Forecasting quick start

This notebook uses ERA5 data and pretrained NeuralGCM model to make a weather forecast.

The forecast is made in 3 steps:

  1. Slice of ERA5 data is regridded to model resolution

  2. NeuralGCM model state is initialized and rolled out

  3. Predictions and reference trajectory are combined for visualization

By default the notebook uses intermediate deterministic NeuralGCM 1.4° model. Other available checkpoints include deterministic 0.7°, 2.8° and stochastic 1.4° NeuralGCM variations.

Tip

You can run this notebook yourself in Google Colab. We recommend using a GPU or TPU runtime due to high memory and compute requirements.

import gcsfs
import jax
import numpy as np
import pickle
import xarray

from dinosaur import horizontal_interpolation
from dinosaur import spherical_harmonic
from dinosaur import xarray_utils
import neuralgcm

gcs = gcsfs.GCSFileSystem(token='anon')

Load a pre-trained NeuralGCM model

Caution

Trained model weights are licensed for non-commercial use, under the Creative Commons Attribution-NonCommercial-ShareAlike 4.0 International license (CC BY-NC-SA 4.0).

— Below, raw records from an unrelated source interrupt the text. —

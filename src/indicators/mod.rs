//! Streaming technical indicators over a bounded price window.

pub mod snapshot;
pub mod window;

pub mod momentum;
pub mod trend;
pub mod volatility;

pub use snapshot::IndicatorEngine;
pub use window::{PriceWindow, DEFAULT_WINDOW_CAPACITY};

Pre-trained model checkpoints from the NeuralGCM paper are available for download on Google Cloud Storage:

  • Deterministic models:

    • gs://gresearch/neuralgcm/04_30_2024/neural_gcm_dynamic_forcing_deterministic_0_7_deg.pkl

    • gs://gresearch/neuralgcm/04_30_2024/neural_gcm_dynamic_forcing_deterministic_1_4_deg.pkl

    • gs://gresearch/neuralgcm/04_30_2024/neural_gcm_dynamic_forcing_deterministic_2_8_deg.pkl

  • Stochastic models:

    • gs://gresearch/neuralgcm/04_30_2024/neural_gcm_dynamic_forcing_stochastic_1_4_deg.pkl

model_name = 'neural_gcm_dynamic_forcing_deterministic_1_4_deg.pkl'  #@param ['neural_gcm_dynamic_forcing_deterministic_0_7_deg.pkl', 'neural_gcm_dynamic_forcing_deterministic_1_4_deg.pkl', 'neural_gcm_dynamic_forcing_deterministic_2_8_deg.pkl', 'neural_gcm_dynamic_forcing_stochastic_1_4_deg.pkl'] {type: "string"}

with gcs.open(f'gs://gresearch/neuralgcm/04_30_2024/{model_name}', 'rb') as f:
  ckpt = pickle.load(f)

model = neuralgcm.PressureLevelModel.from_checkpoint(ckpt)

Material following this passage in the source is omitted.